Legal Abortion and Limited Government

This is a Guest Blog by The Family Foundation friend, Mark Shepard. Mr. Shepard is a former state senator from Vermont, and now resides in central Virginia with his family. This article previously appeared in various publications, and is reprinted with permission.

In an October 27 debate for the U.S. Senate seat in Vermont, current Senator Bernie Sanders, an unapologetic self-avowed socialist, made the following statement (go to minute 23:45):

I must tell you that I get tired of many of my conservative colleagues who talk about getting the government off the backs of the people. They want to deregulate everything. But when it comes to a women's right to control her own body, well they think that state government and federal government should be right in there telling every woman in this country how she can control her own body or whether she can control her own body.


Sanders' comment went unchallenged during the debate; yet the limited-government case against legalizing abortion is solid.

Before making that case, it is important to note that Sanders does not present the situation with any intellectual honesty. First, there are at least two lives in every abortion and they must both be considered. Second, framing the right to abortion as solely a women's freedom issue is disingenuous. Plenty of data makes the case that abortions are pushed far more by men, who want sex without responsibility, than by women wanting to abort their children. Threats and abuse toward women, already trying to navigate a stressful situation, are both real and widespread.

While Sanders' focused on the "hidden" lives of the unborn, the real issue is: where does human life get its value? Abortion supporters give the state the greatest power possible, which is setting the scale that determines the relative value of human life. While the state may not be "pulling the trigger," the state is removing itself from its most important duty to protect innocent human life and thus is fully culpable. Moreover, often the state encourages the killing by paying the killer.

Ensuring government does not have the power to choose what innocent lives are and are not expendable is very much a limited-government position. It is keeping the ultimate power over life and death out of the hands of government. In terms of our federal government, setting the value of innocent human life is not among its enumerated constitutional powers.
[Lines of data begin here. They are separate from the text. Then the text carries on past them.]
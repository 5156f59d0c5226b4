use serde::{Deserialize, Serialize};

use crate::phase::StatusPhase;

/// The multi-product deployment every created resource belongs to.
#[derive(Debug, Clone, Default, PartialEq, Eq, Serialize, Deserialize)]
#[serde(rename_all = "camelCase")]
pub struct Installation {
    pub name: String,
    #[serde(default)]
    pub namespace_prefix: String,
    #[serde(default)]
    pub finalizers: Vec<String>,
    #[serde(default)]
    pub deletion_requested: bool,
}

impl Installation {
    pub fn new(name: impl Into<String>, namespace_prefix: impl Into<String>) -> Self {
        Self {
            name: name.into(),
            namespace_prefix: namespace_prefix.into(),
            ..Self::default()
        }
    }

    /// Identity recorded as the owner of created resources.
    pub fn owner_id(&self) -> &str {
        &self.name
    }

    pub fn has_finalizer(&self, finalizer: &str) -> bool {
        self.finalizers.iter().any(|f| f == finalizer)
    }

    pub fn add_finalizer(&mut self, finalizer: &str) -> bool {
        if self.has_finalizer(finalizer) {
            return false;
        }
        self.finalizers.push(finalizer.to_string());
        true
    }

    pub fn remove_finalizer(&mut self, finalizer: &str) -> bool {
        let before = self.finalizers.len();
        self.finalizers.retain(|f| f != finalizer);
        before != self.finalizers.len()
    }
}

/// Per-product slice of the installation status.
#[derive(Debug, Clone, Default, PartialEq, Eq, Serialize, Deserialize)]
#[serde(rename_all = "camelCase")]
pub struct ProductStatus {
    pub name: String,
    #[serde(default, skip_serializing_if = "Option::is_none")]
    pub phase: Option<StatusPhase>,
    #[serde(default)]
    pub host: String,
    #[serde(default)]
    pub version: String,
    #[serde(default)]
    pub operator_version: String,
}

impl ProductStatus {
    pub fn new(name: impl Into<String>) -> Self {
        Self {
            name: name.into(),
            ..Self::default()
        }
    }
}

#[cfg(test)]
mod tests {
    use super::*;

    #[test]
    fn finalizers_are_added_once() {
        let mut installation = Installation::new("integreatly", "redhat-");
        assert!(installation.add_finalizer("finalizer.rhsso.integreatly.org"));
        assert!(!installation.add_finalizer("finalizer.rhsso.integreatly.org"));
        assert!(installation.remove_finalizer("finalizer.rhsso.integreatly.org"));
        assert!(installation.finalizers.is_empty());
    }
}
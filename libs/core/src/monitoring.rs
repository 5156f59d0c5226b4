//! Monitoring template rendering and blackbox target registration.
use std::collections::BTreeMap;

use anyhow::{Result, anyhow};
use async_trait::async_trait;
use serde::{Deserialize, Serialize};
use tokio::sync::RwLock;

use crate::config::ProductConfig;
use crate::resource::Object;

pub const TEMPLATE_NAMESPACE_PARAM: &str = "Namespace";
pub const TEMPLATE_MONITORING_KEY_PARAM: &str = "MonitoringKey";
/// Label stamped on rendered templates so the monitoring stack selects them.
pub const MONITORING_KEY_LABEL: &str = "monitoring-key";

#[async_trait]
pub trait TemplateRenderer: Send + Sync {
    /// Renders the named template into an object ready to create.
    async fn render(&self, template: &str, params: &BTreeMap<String, String>) -> Result<Object>;
}

/// Endpoint probed by the blackbox exporter.
#[derive(Debug, Clone, Default, PartialEq, Eq, Serialize, Deserialize)]
pub struct BlackboxTarget {
    pub url: String,
    pub service: String,
}

#[async_trait]
pub trait MonitoringRegistrar: Send + Sync {
    async fn register_blackbox_target(
        &self,
        name: &str,
        target: &BlackboxTarget,
        monitoring: &ProductConfig,
    ) -> Result<()>;
}

/// Renders from a fixed set of template objects: the namespace comes from the
/// `Namespace` parameter and the `MonitoringKey` parameter becomes a label.
#[derive(Default)]
pub struct StaticTemplateRenderer {
    templates: BTreeMap<String, Object>,
}

impl StaticTemplateRenderer {
    pub fn new(templates: impl IntoIterator<Item = (String, Object)>) -> Self {
        Self {
            templates: templates.into_iter().collect(),
        }
    }

    pub fn templates(&self) -> &BTreeMap<String, Object> {
        &self.templates
    }
}

#[async_trait]
impl TemplateRenderer for StaticTemplateRenderer {
    async fn render(&self, template: &str, params: &BTreeMap<String, String>) -> Result<Object> {
        let mut object = self
            .templates
            .get(template)
            .cloned()
            .ok_or_else(|| anyhow!("unknown monitoring template {template}"))?;
        if let Some(namespace) = params.get(TEMPLATE_NAMESPACE_PARAM) {
            object.metadata.namespace = namespace.clone();
        }
        if let Some(key) = params.get(TEMPLATE_MONITORING_KEY_PARAM) {
            object
                .metadata
                .labels
                .insert(MONITORING_KEY_LABEL.to_string(), key.clone());
        }
        Ok(object)
    }
}

#[derive(Default)]
pub struct InMemoryMonitoring {
    targets: RwLock<BTreeMap<String, BlackboxTarget>>,
}

impl InMemoryMonitoring {
    pub fn new() -> Self {
        Self::default()
    }

    pub fn with_targets(targets: BTreeMap<String, BlackboxTarget>) -> Self {
        Self {
            targets: RwLock::new(targets),
        }
    }

    pub async fn targets(&self) -> BTreeMap<String, BlackboxTarget> {
        self.targets.read().await.clone()
    }
}

#[async_trait]
impl MonitoringRegistrar for InMemoryMonitoring {
    async fn register_blackbox_target(
        &self,
        name: &str,
        target: &BlackboxTarget,
        _monitoring: &ProductConfig,
    ) -> Result<()> {
        self.targets
            .write()
            .await
            .insert(name.to_string(), target.clone());
        Ok(())
    }
}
By contrast, a government empowered to arbitrarily legalize killing of innocent life is an unlimited-government.

Our aim should be that our government equally protects all people, which is in keeping with our national creed, "... that all men [people] are created equal, ...." Let that be the goal we strive for, rather than Sanders' low view of humanity, where some people are created more deserving of "the right to life, liberty and the pursuit of happiness [truth]" than other people, as determined by those wielding the power of government.

Once the door is opened to treat some lives different than others, there is nothing holding that line in place. It is all arbitrary.
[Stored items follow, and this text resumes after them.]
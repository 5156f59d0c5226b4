use std::collections::BTreeMap;

use anyhow::Result;
use async_trait::async_trait;
use serde::{Deserialize, Serialize};
use tokio::sync::RwLock;

#[derive(Debug, Clone, Copy, Default, PartialEq, Eq, Serialize, Deserialize)]
#[serde(rename_all = "lowercase")]
pub enum GrantMethod {
    Auto,
    #[default]
    Prompt,
}

/// Platform OAuth client the realm's platform identity provider logs in through.
#[derive(Debug, Clone, Default, PartialEq, Eq, Serialize, Deserialize)]
#[serde(rename_all = "camelCase")]
pub struct OAuthClient {
    pub name: String,
    pub secret: String,
    #[serde(default)]
    pub redirect_uris: Vec<String>,
    #[serde(default)]
    pub grant_method: GrantMethod,
}

#[async_trait]
pub trait OAuthClientRegistrar: Send + Sync {
    /// Creates or overwrites the client and returns the registered form.
    async fn reconcile(&self, client: &OAuthClient) -> Result<OAuthClient>;
    /// Removing an absent client succeeds.
    async fn remove(&self, name: &str) -> Result<()>;
}

#[derive(Default)]
pub struct InMemoryOAuthRegistrar {
    clients: RwLock<BTreeMap<String, OAuthClient>>,
}

impl InMemoryOAuthRegistrar {
    pub fn new() -> Self {
        Self::default()
    }

    pub fn with_clients(clients: impl IntoIterator<Item = OAuthClient>) -> Self {
        Self {
            clients: RwLock::new(clients.into_iter().map(|c| (c.name.clone(), c)).collect()),
        }
    }

    pub async fn get(&self, name: &str) -> Option<OAuthClient> {
        self.clients.read().await.get(name).cloned()
    }

    pub async fn all(&self) -> Vec<OAuthClient> {
        self.clients.read().await.values().cloned().collect()
    }
}

#[async_trait]
impl OAuthClientRegistrar for InMemoryOAuthRegistrar {
    async fn reconcile(&self, client: &OAuthClient) -> Result<OAuthClient> {
        self.clients
            .write()
            .await
            .insert(client.name.clone(), client.clone());
        Ok(client.clone())
    }

    async fn remove(&self, name: &str) -> Result<()> {
        self.clients.write().await.remove(name);
        Ok(())
    }
}
//! Internal user records and the external directory accounts they mirror.
use std::collections::BTreeMap;

use serde::{Deserialize, Serialize};

use crate::roles::{RoleBundle, roles_for};

/// Bootstrap account managed by the engine itself; never removed by a sync.
pub const CUSTOMER_ADMIN_USERNAME: &str = "customer-admin";
pub const CUSTOMER_ADMIN_EMAIL: &str = "customer-admin@example.com";
/// Domain appended to directory names that are not already email addresses.
pub const FALLBACK_EMAIL_DOMAIN: &str = "example.com";

#[derive(Debug, Clone, Default, PartialEq, Eq, Serialize, Deserialize)]
#[serde(rename_all = "camelCase")]
pub struct InternalUser {
    pub username: String,
    #[serde(default)]
    pub email: String,
    #[serde(default)]
    pub email_verified: bool,
    #[serde(default)]
    pub enabled: bool,
    #[serde(default)]
    pub client_roles: RoleBundle,
    #[serde(default, skip_serializing_if = "Vec::is_empty")]
    pub federated_identities: Vec<FederatedIdentity>,
    #[serde(default, skip_serializing_if = "Vec::is_empty")]
    pub credentials: Vec<Credential>,
    #[serde(default, skip_serializing_if = "BTreeMap::is_empty")]
    pub attributes: BTreeMap<String, Vec<String>>,
}

impl InternalUser {
    pub fn is_customer_admin(&self) -> bool {
        self.username == CUSTOMER_ADMIN_USERNAME
    }
}

#[derive(Debug, Clone, Default, PartialEq, Eq, Serialize, Deserialize)]
#[serde(rename_all = "camelCase")]
pub struct FederatedIdentity {
    pub identity_provider: String,
    pub user_id: String,
    pub user_name: String,
}

#[derive(Debug, Clone, Default, PartialEq, Eq, Serialize, Deserialize)]
pub struct Credential {
    #[serde(rename = "type")]
    pub kind: String,
    pub value: String,
    #[serde(default)]
    pub temporary: bool,
}

/// Read-only account from the external directory.
#[derive(Debug, Clone, Default, PartialEq, Eq, Serialize, Deserialize)]
pub struct ExternalAccount {
    pub name: String,
    pub uid: String,
}

impl ExternalAccount {
    pub fn new(name: impl Into<String>, uid: impl Into<String>) -> Self {
        Self {
            name: name.into(),
            uid: uid.into(),
        }
    }
}

#[derive(Debug, Clone, Default, PartialEq, Eq, Serialize, Deserialize)]
pub struct Group {
    pub name: String,
    #[serde(default)]
    pub users: Vec<String>,
}

impl Group {
    pub fn contains(&self, username: &str) -> bool {
        self.users.iter().any(|u| u == username)
    }
}

/// The reserved administrative account with a non-temporary password.
pub fn customer_admin_user(password: &str) -> InternalUser {
    InternalUser {
        username: CUSTOMER_ADMIN_USERNAME.to_string(),
        email: CUSTOMER_ADMIN_EMAIL.to_string(),
        email_verified: true,
        enabled: true,
        client_roles: roles_for(true),
        credentials: vec![Credential {
            kind: "password".to_string(),
            value: password.to_string(),
            temporary: false,
        }],
        ..InternalUser::default()
    }
}

/// Email for a directory name: kept as-is when it already looks like an address.
pub fn email_for(name: &str) -> String {
    if name.contains('@') {
        name.to_string()
    } else {
        format!("{name}@{FALLBACK_EMAIL_DOMAIN}")
    }
}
Five state governments have now taken on the power of determining when a person's life is of such little value that suicide, with the state's blessing, is promoted. To see where this road can lead, we only need to look at the Netherlands and elsewhere, where the practice of euthanasia is decades old.

Consider the implications of Sanders' dream of government-controlled healthcare with healthcare being a "human right." Unlike the right to own property, which is limited by availability and personal finances, Sanders' healthcare right is being sold with no such limitations. Government will pay for everything. Yet raising taxes enough to cover unlimited access to healthcare will never be politically or economically viable. How will that right be reconciled with the reality of a limited budget?

Real pressures will force real solutions, and while suicide might start as an option for those whom government deems low-value, as pressures build, that option will turn into the "responsible" choice. What keeps the line from moving from the "terminally" ill to the disabled or any other group deemed to be more of a liability than an asset to the state? Who defines disabled? What about people who challenge the direction of the state or those who do not stick to "politically correct" scripts?

Giving government the awesome power to set value to human life undoes the very concept of unalienable human rights. Rights become totally at the will of those wielding government power. Government can do no wrong because government is the definer of right and wrong. There is no higher authority. The concept of innocent until proven guilty and due process are a façade, used when it serves those in power, and otherwise disregarded. There no longer is a rational case for the Second Amendment. Government is supreme and we made it that way by elevating the state above individual human life.

While the limited-government case against legalized abortion is solid, getting to that point from where we are is no small task. It requires a fundamental cultural shift toward valuing the individual person regardless of his or her station in life. While government can force behavior to a large extent with its use of force, it cannot move hearts and a cultural shift is truly a heart shift. A heart shift comes from the free market place of ideas.

Political campaigns and debates, like where Sanders expressed his confusion, can be a great place to stir deeper thinking. But the level of change needed requires all of us that value human life to help those within our sphere of influence better understand how elevating government above individual human life truly undermines all human rights.